2 HeaDS aRe BeTTeR THaN oNe
David Byrne & Brian Eno "My Life in the Bush of Ghosts" (1981)
ou "Meet Me in the Ether"

Quand David, alors leader des Talking Heads, et Brian, leur producteur, se lancent dans un projet où ils laissent libre court à leurs envies et leurs imaginations, ça donne ce drôle d'album où minimalisme et exploration vont, main dans la main, sur l'escalier du paradis.
Enregistré lors du break des Talking Heads suivant la tournée promotionnelle de Fear of Music et l'enregistrement de Remain in Light, My Life in the Bush of Ghosts est, à l'époque, la collaboration d'un musicien et producteur et du leader d'un des groupes qu'il met alors en son pour le divin résultat que nous connaissons. Eno et Byrne y mêlent leurs intérêts musicaux respectifs, un peu de world music, un peu de funk, un peu d'ambient, beaucoup d'âme, en une fusion qui, sans l'ombre du moindre doute, influencera les accomplissements à venir de Byrne et de sa formation (en particulier sur Remain in Light, c'est l'évidence), rien que pour ça, l'album est indispensable.

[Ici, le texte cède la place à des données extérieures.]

// crates/sync-engine/src/types.rs
//! Sync action value model

use castsync_core::{Feed, FeedItem};
use chrono::{DateTime, SubsecRound, Utc};
use std::fmt;
use std::hash::{Hash, Hasher};
use std::str::FromStr;

/// Value of `started`/`position`/`total` when no playback range is known
///
/// Decoding only keeps a range with `position > 0` and `total > 0`, so a
/// PLAY action encoded as 0/0/0 comes back with this value in all three.
pub const UNSET_POSITION: i64 = -1;

/// Kind of episode event
#[derive(Debug, Clone, Copy, PartialEq, Eq, Hash)]
pub enum ActionKind {
    /// Episode appeared in a feed
    New,
    /// Episode was downloaded
    Download,
    /// Episode was (partially) played
    Play,
    /// Downloaded file was deleted
    Delete,
}

impl ActionKind {
    /// Lower-case wire token
    pub fn as_str(&self) -> &'static str {
        match self {
            ActionKind::New => "new",
            ActionKind::Download => "download",
            ActionKind::Play => "play",
            ActionKind::Delete => "delete",
        }
    }
}

impl fmt::Display for ActionKind {
    fn fmt(&self, f: &mut fmt::Formatter<'_>) -> fmt::Result {
        f.write_str(self.as_str())
    }
}

impl FromStr for ActionKind {
    type Err = ();

    /// Parses a wire token, ignoring ASCII case
    fn from_str(s: &str) -> Result<Self, Self::Err> {
        [
            ActionKind::New,
            ActionKind::Download,
            ActionKind::Play,
            ActionKind::Delete,
        ]
        .into_iter()
        .find(|kind| kind.as_str().eq_ignore_ascii_case(s))
        .ok_or(())
    }
}

/// One playback or lifecycle event, exchanged with other devices
///
/// Immutable once built. The playback range (`started`, `position`,
/// `total`, in seconds) only exists for [`ActionKind::Play`]; for every
/// other kind it stays at [`UNSET_POSITION`].
///
/// Equality ignores the action kind. See DESIGN.md before relying on it.
#[derive(Debug, Clone)]
pub struct SyncAction {
    podcast: String,
    episode: String,
    guid: Option<String>,
    kind: ActionKind,
    timestamp: Option<DateTime<Utc>>,
    started: i64,
    position: i64,
    total: i64,
}

impl SyncAction {
    /// Starts building an action
    pub fn builder(
        podcast: impl Into<String>,
        episode: impl Into<String>,
        kind: ActionKind,
    ) -> SyncActionBuilder {
        SyncActionBuilder {
            podcast: podcast.into(),
            episode: episode.into(),
            guid: None,
            kind,
            timestamp: None,
            started: UNSET_POSITION,
            position: UNSET_POSITION,
            total: UNSET_POSITION,
        }
    }

    /// Starts building an action about an episode of `feed`
    ///
    /// Returns `None` when the item has no media, since the episode is
    /// identified by its media URL on the wire.
    pub fn for_item(feed: &Feed, item: &FeedItem, kind: ActionKind) -> Option<SyncActionBuilder> {
        let media = item.media.as_ref()?;
        let mut builder = Self::builder(feed.download_url.clone(), media.download_url.clone(), kind);
        if let Some(guid) = item.item_identifier.as_deref() {
            builder = builder.guid(guid);
        }
        Some(builder)
    }

    /// Feed URL
    pub fn podcast(&self) -> &str {
        &self.podcast
    }

    /// Media URL
    pub fn episode(&self) -> &str {
        &self.episode
    }

    /// Episode GUID, never empty
    pub fn guid(&self) -> Option<&str> {
        self.guid.as_deref()
    }

    /// Event kind
    pub fn kind(&self) -> ActionKind {
        self.kind
    }

    /// When the event happened (second precision)
    pub fn timestamp(&self) -> Option<DateTime<Utc>> {
        self.timestamp
    }

    /// Playback start in seconds, or [`UNSET_POSITION`]
    pub fn started(&self) -> i64 {
        self.started
    }

    /// Playback stop position in seconds, or [`UNSET_POSITION`]
    pub fn position(&self) -> i64 {
        self.position
    }

    /// Episode length in seconds, or [`UNSET_POSITION`]
    pub fn total(&self) -> i64 {
        self.total
    }

    /// Returns true if this is a play event carrying a usable range
    pub fn has_playback_range(&self) -> bool {
        self.kind == ActionKind::Play && is_playback_range(self.started, self.position, self.total)
    }
}

/// Validity rule for a playback range read from the wire
pub(crate) fn is_playback_range(started: i64, position: i64, total: i64) -> bool {
    started >= 0 && position > 0 && total > 0
}

impl PartialEq for SyncAction {
    fn eq(&self, other: &Self) -> bool {
        self.podcast == other.podcast
            && self.episode == other.episode
            && self.guid == other.guid
            && self.timestamp == other.timestamp
            && self.started == other.started
            && self.position == other.position
            && self.total == other.total
    }
}

impl Eq for SyncAction {}

impl Hash for SyncAction {
    fn hash<H: Hasher>(&self, state: &mut H) {
        self.podcast.hash(state);
        self.episode.hash(state);
        self.guid.hash(state);
        self.timestamp.hash(state);
        self.started.hash(state);
        self.position.hash(state);
        self.total.hash(state);
    }
}

impl fmt::Display for SyncAction {
    fn fmt(&self, f: &mut fmt::Formatter<'_>) -> fmt::Result {
        write!(f, "{} {} ({})", self.kind, self.episode, self.podcast)?;
        if self.has_playback_range() {
            write!(f, " {}..{}/{}s", self.started, self.position, self.total)?;
        }
        Ok(())
    }
}

/// Builder for [`SyncAction`]
#[derive(Debug, Clone)]
pub struct SyncActionBuilder {
    podcast: String,
    episode: String,
    guid: Option<String>,
    kind: ActionKind,
    timestamp: Option<DateTime<Utc>>,
    started: i64,
    position: i64,
    total: i64,
}

impl SyncActionBuilder {
    /// Sets the GUID; empty strings are dropped
    pub fn guid(mut self, guid: impl Into<String>) -> Self {
        let guid = guid.into();
        self.guid = if guid.is_empty() { None } else { Some(guid) };
        self
    }

    /// Sets the timestamp, truncated to whole seconds
    pub fn timestamp(mut self, timestamp: DateTime<Utc>) -> Self {
        self.timestamp = Some(timestamp.trunc_subsecs(0));
        self
    }

    /// Stamps the action with the current time
    pub fn current_timestamp(self) -> Self {
        self.timestamp(Utc::now())
    }

    /// Playback start in seconds; ignored unless this is a play action
    pub fn started(mut self, seconds: i64) -> Self {
        if self.kind == ActionKind::Play {
            self.started = seconds;
        }
        self
    }

    /// Playback stop position in seconds; ignored unless this is a play action
    pub fn position(mut self, seconds: i64) -> Self {
        if self.kind == ActionKind::Play {
            self.position = seconds;
        }
        self
    }

    /// Episode length in seconds; ignored unless this is a play action
    pub fn total(mut self, seconds: i64) -> Self {
        if self.kind == ActionKind::Play {
            self.total = seconds;
        }
        self
    }

    /// Finishes the action
    pub fn build(self) -> SyncAction {
        SyncAction {
            podcast: self.podcast,
            episode: self.episode,
            guid: self.guid,
            kind: self.kind,
            timestamp: self.timestamp,
            started: self.started,
            position: self.position,
            total: self.total,
        }
    }
}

Mais en plus il est bon, diablement bon ! Evidemment parce que les deux créateurs ont trouvé quelques excellentes mélodies et su les habiter de leurs qualités de multi-instrumentistes mais, aussi, parce que la palette des invités choisis apporte un vrai plus, un panorama sonore riche et nuancé, à la création des deux messieurs. Pour ne pas gâcher le plaisir de ceux qui n'auraient pas encore eu l'honneur et l'avantage de plonger dans cet authentique chef d'œuvre, on n'en dévoilera pas plus sauf à dire que le décollage y est immédiat et le voyage supérieurement trippant.
En faisant se rencontrer l'Europe d'aujourd'hui et le reste du monde dans ses traditions ancestrales, David Byrne et Brian Eno ont créé avec My Life in the Bush of Ghosts un album non seulement immensément avant-gardiste mais aussi, surtout !, une œuvre d'une beauté à couper le souffle qui, plus de trois décennies après sa sortie, n'a pas tant pris de ride que gagné une patine le rendant, encore un peu plus dans sa version bien remasterisée et richelement bonussée, on peut le dire, indispensable.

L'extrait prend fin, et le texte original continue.